Faz um ano que Mãe Bernadete foi brutalmente assassinada em sua casa no quilombo Pitanga dos Palmares. Alvejada por 25 disparos na presença de seus três netos, a Yalorixá e Liderança quilombola teve sua vida interrompida em 17 de agosto de 2023, mas sua voz não foi silenciada. Mãe Bernadete deixou um imenso legado.

É pela luta de mulheres como ela que o Brasil vem aprendendo a não aceitar casos como esse, tratados antigamente como um mero conflito. Sabemos hoje que a morte de uma mulher, preta, ialorixá e líder quilombola é uma das consequências nefastas do racismo que estrutura as desigualdades brasileiras.

A história da comunidade de Pitanga dos Palmares é, também, marcada pela exploração ilegal de recursos, especulação imobiliária e cobiça de grandes empreendimentos por aquelas terras.
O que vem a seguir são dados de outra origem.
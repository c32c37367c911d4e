//! Mock HTTP server setup for integration tests

#![allow(dead_code)]

use assistants_chat::{AssistantsClient, AssistantsClientBuilder};
use mockito::{Matcher, Mock, Server, ServerGuard};
use serde_json::Value;

pub const TEST_KEY: &str = "sk-test";

/// Test fixture that manages a mock server
pub struct MockServerFixture {
    pub server: ServerGuard,
    pub base_url: String,
}

impl MockServerFixture {
    pub async fn new() -> Self {
        let server = Server::new_async().await;
        let base_url = format!("{}/v1", server.url());
        Self { server, base_url }
    }

    pub fn builder(&self) -> AssistantsClientBuilder {
        AssistantsClientBuilder::new()
            .api_key(TEST_KEY)
            .base_url(&self.base_url)
    }

    /// Create a test client with the mock server as base URL
    pub fn client(&self) -> AssistantsClient {
        self.builder().build().expect("client should build")
    }

    /// JSON endpoint that also checks the auth and content-type headers.
    /// Any query string is accepted.
    pub async fn mock_json(&mut self, method: &str, path: &str, status: usize, body: Value) -> Mock {
        self.server
            .mock(method, format!("/v1{}", path).as_str())
            .match_query(Matcher::Any)
            .match_header("authorization", format!("Bearer {}", TEST_KEY).as_str())
            .match_header("content-type", "application/json")
            .with_status(status)
            .with_header("content-type", "application/json")
            .with_body(body.to_string())
            .create_async()
            .await
    }

    /// Like [`mock_json`](Self::mock_json) but also requires an exact JSON request body.
    pub async fn mock_json_body(
        &mut self,
        method: &str,
        path: &str,
        request: Value,
        response: Value,
    ) -> Mock {
        self.server
            .mock(method, format!("/v1{}", path).as_str())
            .match_header("authorization", format!("Bearer {}", TEST_KEY).as_str())
            .match_body(Matcher::Json(request))
            .with_status(200)
            .with_header("content-type", "application/json")
            .with_body(response.to_string())
            .create_async()
            .await
    }

    /// Run status endpoint answering `status` exactly once.
    pub async fn mock_run_status(&mut self, thread: &str, run: &str, status: &str) -> Mock {
        self.server
            .mock("GET", format!("/v1/beta/threads/{}/runs/{}", thread, run).as_str())
            .with_status(200)
            .with_header("content-type", "application/json")
            .with_body(serde_json::json!({"id": run, "object": "thread.run", "status": status}).to_string())
            .expect(1)
            .create_async()
            .await
    }

    /// One page of a thread's message list, matched on its exact query string.
    pub async fn mock_message_page(&mut self, thread: &str, query: &str, page: Value) -> Mock {
        self.server
            .mock("GET", format!("/v1/beta/threads/{}/messages", thread).as_str())
            .match_query(Matcher::Exact(query.to_string()))
            .match_header("authorization", format!("Bearer {}", TEST_KEY).as_str())
            .with_status(200)
            .with_header("content-type", "application/json")
            .with_body(page.to_string())
            .expect(1)
            .create_async()
            .await
    }
}

pub fn text_message(id: &str, role: &str, text: &str) -> Value {
    serde_json::json!({
        "id": id,
        "object": "thread.message",
        "role": role,
        "content": [{"type": "text", "text": {"value": text, "annotations": []}}]
    })
}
Pitanga dos Palmares é território Quilombola. 

Mas, a despeito dos interesses predatórios, seu povo resiste às consequências das desigualdades estruturais que permeiam a formação da sociedade brasileira. Faltam recursos e sobram preconceitos. 
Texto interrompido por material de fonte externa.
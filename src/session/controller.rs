use crate::client::{AssistantsApi, AssistantsClientBuilder, Connector, HttpConnector};
use crate::config::SessionConfig;
use crate::poller::{CancelHandle, RunPoller};
use crate::session::state::{Session, SessionEvent, Step};
use crate::types::{Credential, Message};
use crate::{Error, ErrorContext, Result};
use std::sync::Arc;
use tracing::{debug, info, warn};

/// Owns one [`Session`] and drives it through the remote calls.
///
/// Every operation records failures in the session's error slot and also
/// returns them. Operations take `&mut self`, so one controller never runs two
/// call chains at once.
pub struct SessionController {
    config: SessionConfig,
    connector: Arc<dyn Connector>,
    api: Option<Arc<dyn AssistantsApi>>,
    poller: RunPoller,
    cancel: CancelHandle,
    state: Session,
}

impl SessionController {
    /// Controller talking HTTP to the default endpoint.
    pub fn new(config: SessionConfig) -> Self {
        Self::with_connector(
            config,
            Arc::new(HttpConnector::new(AssistantsClientBuilder::new())),
        )
    }

    pub fn with_connector(config: SessionConfig, connector: Arc<dyn Connector>) -> Self {
        let poller = RunPoller::new(config.poll.clone());
        Self {
            config,
            connector,
            api: None,
            poller,
            cancel: CancelHandle::new(),
            state: Session::new(),
        }
    }

    pub fn state(&self) -> &Session {
        &self.state
    }

    pub fn config(&self) -> &SessionConfig {
        &self.config
    }

    /// Handle that cancels the run currently being polled.
    pub fn cancel_handle(&self) -> CancelHandle {
        self.cancel.clone()
    }

    pub fn set_api_key(&mut self, key: impl Into<String>) {
        self.dispatch(SessionEvent::ApiKeyChanged(key.into()));
    }

    pub fn set_input(&mut self, text: impl Into<String>) {
        self.dispatch(SessionEvent::InputChanged(text.into()));
    }

    fn dispatch(&mut self, event: SessionEvent) {
        debug!(event = event_name(&event), "session event");
        let current = std::mem::take(&mut self.state);
        self.state = current.apply(event);
    }

    /// Provision the assistant, then its thread. Moves the session to chat on success.
    ///
    /// Fails with a validation error, leaving state untouched, once the session
    /// is already chatting: the assistant and thread are provisioned once.
    pub async fn create_assistant(&mut self) -> Result<()> {
        if self.state.step == Step::Chat {
            return Err(Error::validation_with_context(
                "session already has an assistant and thread",
                ErrorContext::new()
                    .with_field_path("session.step")
                    .with_source("session"),
            ));
        }
        self.dispatch(SessionEvent::SetupStarted);

        let api = match Credential::new(self.state.api_key.clone())
            .and_then(|c| self.connector.connect(&c))
        {
            Ok(api) => api,
            Err(e) => {
                self.dispatch(SessionEvent::SetupFailed(format!(
                    "Error creating assistant: {}",
                    e
                )));
                return Err(e);
            }
        };
        self.api = Some(api.clone());

        match api.create_assistant(&self.config.assistant).await {
            Ok(assistant) => {
                info!(assistant_id = %assistant.id, "assistant provisioned");
                self.dispatch(SessionEvent::AssistantCreated(assistant.id));
            }
            Err(e) => {
                warn!(error = %e, "assistant creation failed");
                self.dispatch(SessionEvent::SetupFailed(format!(
                    "Error creating assistant: {}",
                    e
                )));
                return Err(e);
            }
        }

        self.create_thread(api.as_ref()).await
    }

    async fn create_thread(&mut self, api: &dyn AssistantsApi) -> Result<()> {
        match api.create_thread().await {
            Ok(thread) => {
                info!(thread_id = %thread.id, "thread provisioned");
                self.dispatch(SessionEvent::ThreadCreated(thread.id));
                Ok(())
            }
            Err(e) => {
                warn!(error = %e, "thread creation failed");
                self.dispatch(SessionEvent::SetupFailed(format!(
                    "Error creating thread: {}",
                    e
                )));
                Err(e)
            }
        }
    }

    /// Send whatever is in the input buffer.
    pub async fn submit_input(&mut self) -> Result<()> {
        let text = self.state.input.clone();
        self.send_message(&text).await
    }

    /// Append a user message, run the assistant and wait for the outcome.
    ///
    /// Empty or whitespace-only text is ignored without touching state or the
    /// network.
    pub async fn send_message(&mut self, text: &str) -> Result<()> {
        if text.trim().is_empty() {
            return Ok(());
        }

        let (api, assistant_id, thread_id) = self.chat_context()?;

        self.dispatch(SessionEvent::MessageSubmitted(Message::local_user(text)));

        if let Err(e) = api.add_message(&thread_id, text).await {
            warn!(thread_id = %thread_id, error = %e, "message append failed");
            self.dispatch(SessionEvent::SendFailed(format!(
                "Error sending message: {}",
                e
            )));
            return Err(e);
        }
        self.dispatch(SessionEvent::MessagePosted);

        let token = self.cancel.begin_run();
        let result = self
            .poller
            .execute(api.as_ref(), &thread_id, &assistant_id, &token)
            .await
            .and_then(|outcome| outcome.into_result());
        self.cancel.end_run();

        match result {
            Ok(messages) => {
                self.dispatch(SessionEvent::RunCompleted(messages));
                Ok(())
            }
            Err(e) => {
                let shown = if e.is_run_outcome() {
                    e.to_string()
                } else {
                    format!("Error running thread: {}", e)
                };
                warn!(thread_id = %thread_id, error = %e, "run did not complete");
                self.dispatch(SessionEvent::RunFailed(shown));
                Err(e)
            }
        }
    }

    fn chat_context(&self) -> Result<(Arc<dyn AssistantsApi>, String, String)> {
        let not_ready = |field: &str| {
            Error::validation_with_context(
                "session is not provisioned; create an assistant first",
                ErrorContext::new()
                    .with_field_path(format!("session.{}", field))
                    .with_source("session"),
            )
        };
        if self.state.step != Step::Chat {
            return Err(not_ready("step"));
        }
        let api = self.api.clone().ok_or_else(|| not_ready("api"))?;
        let assistant_id = self
            .state
            .assistant_id
            .clone()
            .filter(|s| !s.is_empty())
            .ok_or_else(|| not_ready("assistant_id"))?;
        let thread_id = self
            .state
            .thread_id
            .clone()
            .filter(|s| !s.is_empty())
            .ok_or_else(|| not_ready("thread_id"))?;
        Ok((api, assistant_id, thread_id))
    }
}

fn event_name(event: &SessionEvent) -> &'static str {
    match event {
        SessionEvent::ApiKeyChanged(_) => "api_key_changed",
        SessionEvent::InputChanged(_) => "input_changed",
        SessionEvent::SetupStarted => "setup_started",
        SessionEvent::AssistantCreated(_) => "assistant_created",
        SessionEvent::ThreadCreated(_) => "thread_created",
        SessionEvent::SetupFailed(_) => "setup_failed",
        SessionEvent::MessageSubmitted(_) => "message_submitted",
        SessionEvent::MessagePosted => "message_posted",
        SessionEvent::SendFailed(_) => "send_failed",
        SessionEvent::RunCompleted(_) => "run_completed",
        SessionEvent::RunFailed(_) => "run_failed",
    }
}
A ausência da proteção do estado e do cumprimento da lei abre espaço para a violência. Quilombolas, como Mãe Bernadete, foram vítimas da violência fatal no campo 35 vezes nos últimos 10 anos – uma estatística que inclui seu filho, Binho do Quilombo, cujo assassinato permanece sem resolução. 

Nas regiões Norte e Nordeste, a violência no campo cresceu 35% e 32%, respectivamente, na última década. Só a Bahia, estado onde ela e seu filho foram executados, houve 249 ocorrências de conflitos no campo no ano passado, o maior número dentre os estados brasileiros, segundo a Comissão Pastoral da Terra. 

No campo, mulheres quilombolas, indígenas e extrativistas na preservação da Amazônia são defensoras, protetoras e guardiãs da biodiversidade e constante vítima da ameaça do garimpo ilegal, da exploração da madeira irregular e da grilagem de terras. Como exibido no documentário “Se tem floresta em pé, tem mulher”, realizado pela Oxfam Brasil junto a outros movimentos, a luta delas pela terra, florestas e águas dos rios e contra as alterações climáticas é uma luta pela própria existência.

Mais de 40% das mulheres negras vivem abaixo da linha da pobreza, em comparação com 21,3% das mulheres brancas. O índice de concentração de riqueza mostra que 0,5% da população no Brasil detém metade do crescimento econômico do país, enquanto 90% vive com menos de três salários mínimos por mês.

É imperativo enfrentar a discriminação e o racismo com políticas afirmativas e combater o racismo institucional que precariza a política pública em sua capacidade de atender às demandas da população negra. A democracia deve ser desprivatizada, promovendo maior transparência e participação da sociedade civil. 

Cobramos recursos públicos adequados para políticas sociais, como educação, saúde e habitação, e melhorar a qualidade e o alcance do ensino, especialmente para a população negra e quilombola.

Desta maneira, atuamos para dar continuidade à luta de Mãe Bernadete, temos certeza de que sua vida foi interrompida, mas que sua luta não foi em vão.

Neste aniversário de dez anos, a Oxfam Brasil convida a todas, todes e todos a honrar seu legado, combatendo as causas das desigualdades e construindo um país onde todas as vidas sejam valorizadas e protegidas.